Records contained in a dataset
*-*-*
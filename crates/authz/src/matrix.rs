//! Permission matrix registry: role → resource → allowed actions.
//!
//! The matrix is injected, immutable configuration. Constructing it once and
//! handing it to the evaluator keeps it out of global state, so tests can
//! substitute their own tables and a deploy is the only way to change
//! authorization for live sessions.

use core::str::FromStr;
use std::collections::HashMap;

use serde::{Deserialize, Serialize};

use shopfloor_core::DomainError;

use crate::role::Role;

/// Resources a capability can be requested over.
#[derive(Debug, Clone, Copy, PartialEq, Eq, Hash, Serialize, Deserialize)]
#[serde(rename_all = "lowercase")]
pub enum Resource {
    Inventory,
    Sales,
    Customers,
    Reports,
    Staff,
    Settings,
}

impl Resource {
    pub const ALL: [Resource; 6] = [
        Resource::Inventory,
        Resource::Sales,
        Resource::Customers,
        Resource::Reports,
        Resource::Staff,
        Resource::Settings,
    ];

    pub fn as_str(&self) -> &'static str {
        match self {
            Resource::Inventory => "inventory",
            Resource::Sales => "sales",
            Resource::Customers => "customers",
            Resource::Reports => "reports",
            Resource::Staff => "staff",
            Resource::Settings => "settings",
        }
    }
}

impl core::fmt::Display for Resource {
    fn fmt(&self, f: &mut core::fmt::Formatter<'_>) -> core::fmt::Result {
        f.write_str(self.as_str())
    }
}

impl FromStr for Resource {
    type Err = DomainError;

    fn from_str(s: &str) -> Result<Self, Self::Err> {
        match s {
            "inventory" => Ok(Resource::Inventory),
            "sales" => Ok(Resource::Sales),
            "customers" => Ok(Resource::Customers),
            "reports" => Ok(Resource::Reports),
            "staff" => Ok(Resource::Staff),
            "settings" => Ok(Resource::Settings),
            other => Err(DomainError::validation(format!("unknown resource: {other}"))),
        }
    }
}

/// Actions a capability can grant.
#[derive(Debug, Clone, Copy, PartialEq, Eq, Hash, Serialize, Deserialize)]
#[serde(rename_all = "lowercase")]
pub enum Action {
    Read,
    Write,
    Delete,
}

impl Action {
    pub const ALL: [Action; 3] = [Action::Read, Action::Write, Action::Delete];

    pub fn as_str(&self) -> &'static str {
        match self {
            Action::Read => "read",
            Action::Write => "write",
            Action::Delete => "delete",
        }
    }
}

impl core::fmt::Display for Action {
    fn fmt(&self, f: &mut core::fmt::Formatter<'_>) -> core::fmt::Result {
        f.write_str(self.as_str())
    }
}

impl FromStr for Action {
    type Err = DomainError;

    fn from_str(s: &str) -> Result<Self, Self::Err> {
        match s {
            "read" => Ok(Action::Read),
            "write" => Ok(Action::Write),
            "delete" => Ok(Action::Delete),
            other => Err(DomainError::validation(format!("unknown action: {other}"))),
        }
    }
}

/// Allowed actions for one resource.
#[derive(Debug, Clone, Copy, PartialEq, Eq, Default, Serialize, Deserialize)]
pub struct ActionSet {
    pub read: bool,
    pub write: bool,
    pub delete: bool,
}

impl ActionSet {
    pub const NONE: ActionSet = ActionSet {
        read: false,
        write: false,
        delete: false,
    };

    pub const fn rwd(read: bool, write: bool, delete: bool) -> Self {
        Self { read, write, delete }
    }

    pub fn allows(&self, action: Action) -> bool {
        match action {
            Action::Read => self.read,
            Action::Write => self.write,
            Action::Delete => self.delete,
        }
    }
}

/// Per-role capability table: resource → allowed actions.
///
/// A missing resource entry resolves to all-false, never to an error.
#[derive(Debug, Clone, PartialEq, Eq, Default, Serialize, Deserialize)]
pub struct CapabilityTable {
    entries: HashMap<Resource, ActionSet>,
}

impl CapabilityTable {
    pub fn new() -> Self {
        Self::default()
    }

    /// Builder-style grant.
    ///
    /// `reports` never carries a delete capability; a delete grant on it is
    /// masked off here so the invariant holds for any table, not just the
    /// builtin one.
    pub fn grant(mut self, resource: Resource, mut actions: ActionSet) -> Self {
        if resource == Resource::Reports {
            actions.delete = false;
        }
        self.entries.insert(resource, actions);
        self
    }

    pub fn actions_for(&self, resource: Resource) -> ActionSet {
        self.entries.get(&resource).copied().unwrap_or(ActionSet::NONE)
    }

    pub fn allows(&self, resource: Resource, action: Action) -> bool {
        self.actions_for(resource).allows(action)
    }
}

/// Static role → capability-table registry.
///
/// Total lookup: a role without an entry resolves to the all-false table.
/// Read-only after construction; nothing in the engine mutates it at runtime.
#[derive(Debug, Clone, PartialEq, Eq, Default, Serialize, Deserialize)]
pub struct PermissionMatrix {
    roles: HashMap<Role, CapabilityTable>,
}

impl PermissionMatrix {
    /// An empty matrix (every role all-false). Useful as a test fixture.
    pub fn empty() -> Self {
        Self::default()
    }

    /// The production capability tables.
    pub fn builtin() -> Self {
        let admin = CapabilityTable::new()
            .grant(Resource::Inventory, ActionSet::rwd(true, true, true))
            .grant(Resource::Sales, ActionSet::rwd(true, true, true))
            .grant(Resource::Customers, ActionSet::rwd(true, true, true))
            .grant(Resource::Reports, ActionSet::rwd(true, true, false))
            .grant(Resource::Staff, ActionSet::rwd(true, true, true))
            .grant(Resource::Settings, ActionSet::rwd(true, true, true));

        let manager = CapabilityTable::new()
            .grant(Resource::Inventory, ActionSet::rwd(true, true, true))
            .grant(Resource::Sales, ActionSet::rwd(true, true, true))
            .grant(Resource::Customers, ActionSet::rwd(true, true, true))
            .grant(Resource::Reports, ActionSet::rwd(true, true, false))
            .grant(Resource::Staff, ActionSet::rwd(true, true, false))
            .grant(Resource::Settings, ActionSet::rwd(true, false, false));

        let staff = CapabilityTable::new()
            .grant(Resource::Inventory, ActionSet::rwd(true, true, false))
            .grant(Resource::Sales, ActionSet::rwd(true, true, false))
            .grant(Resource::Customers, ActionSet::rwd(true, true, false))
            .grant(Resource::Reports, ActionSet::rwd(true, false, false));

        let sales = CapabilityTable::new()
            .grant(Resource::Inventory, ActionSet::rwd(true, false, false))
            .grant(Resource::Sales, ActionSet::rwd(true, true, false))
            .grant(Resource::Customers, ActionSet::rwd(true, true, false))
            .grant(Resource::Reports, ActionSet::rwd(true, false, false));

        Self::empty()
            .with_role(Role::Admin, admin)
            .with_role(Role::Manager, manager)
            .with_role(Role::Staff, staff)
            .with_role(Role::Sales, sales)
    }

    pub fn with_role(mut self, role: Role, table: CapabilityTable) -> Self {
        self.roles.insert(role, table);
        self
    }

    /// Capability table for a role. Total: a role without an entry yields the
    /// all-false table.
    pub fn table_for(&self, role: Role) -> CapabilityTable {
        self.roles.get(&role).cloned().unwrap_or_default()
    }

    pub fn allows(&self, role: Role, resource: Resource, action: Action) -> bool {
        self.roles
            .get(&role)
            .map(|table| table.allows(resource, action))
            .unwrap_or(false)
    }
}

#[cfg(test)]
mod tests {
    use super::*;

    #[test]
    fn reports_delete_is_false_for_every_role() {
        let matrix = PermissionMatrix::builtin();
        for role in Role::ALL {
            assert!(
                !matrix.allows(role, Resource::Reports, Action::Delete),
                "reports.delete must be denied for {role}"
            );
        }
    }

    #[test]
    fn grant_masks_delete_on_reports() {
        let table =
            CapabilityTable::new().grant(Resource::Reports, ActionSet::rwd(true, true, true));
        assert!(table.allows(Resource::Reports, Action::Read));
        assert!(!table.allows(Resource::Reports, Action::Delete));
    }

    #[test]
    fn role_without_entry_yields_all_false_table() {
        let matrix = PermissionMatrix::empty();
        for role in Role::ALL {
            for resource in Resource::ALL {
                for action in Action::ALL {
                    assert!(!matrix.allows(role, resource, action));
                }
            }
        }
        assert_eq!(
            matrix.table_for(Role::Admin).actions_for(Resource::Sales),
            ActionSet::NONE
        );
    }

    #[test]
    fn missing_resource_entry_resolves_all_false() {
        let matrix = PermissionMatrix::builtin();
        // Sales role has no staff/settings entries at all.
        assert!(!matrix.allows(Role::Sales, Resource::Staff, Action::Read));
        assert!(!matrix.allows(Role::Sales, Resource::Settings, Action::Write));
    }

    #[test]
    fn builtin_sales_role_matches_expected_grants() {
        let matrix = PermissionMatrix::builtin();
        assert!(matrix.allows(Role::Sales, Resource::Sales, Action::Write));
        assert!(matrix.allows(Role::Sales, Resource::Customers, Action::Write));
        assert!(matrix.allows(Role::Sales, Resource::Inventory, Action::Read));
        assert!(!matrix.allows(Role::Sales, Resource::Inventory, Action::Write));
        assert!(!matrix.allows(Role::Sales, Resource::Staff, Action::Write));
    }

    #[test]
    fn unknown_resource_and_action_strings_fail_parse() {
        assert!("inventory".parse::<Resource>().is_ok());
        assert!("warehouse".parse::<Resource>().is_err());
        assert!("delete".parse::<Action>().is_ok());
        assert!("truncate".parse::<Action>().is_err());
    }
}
*-*-*
For each line above that contains the word "roles", copy that line.

    roles: HashMap<Role, CapabilityTable>,
        self.roles.insert(role, table);
        self.roles.get(&role).cloned().unwrap_or_default()
        self.roles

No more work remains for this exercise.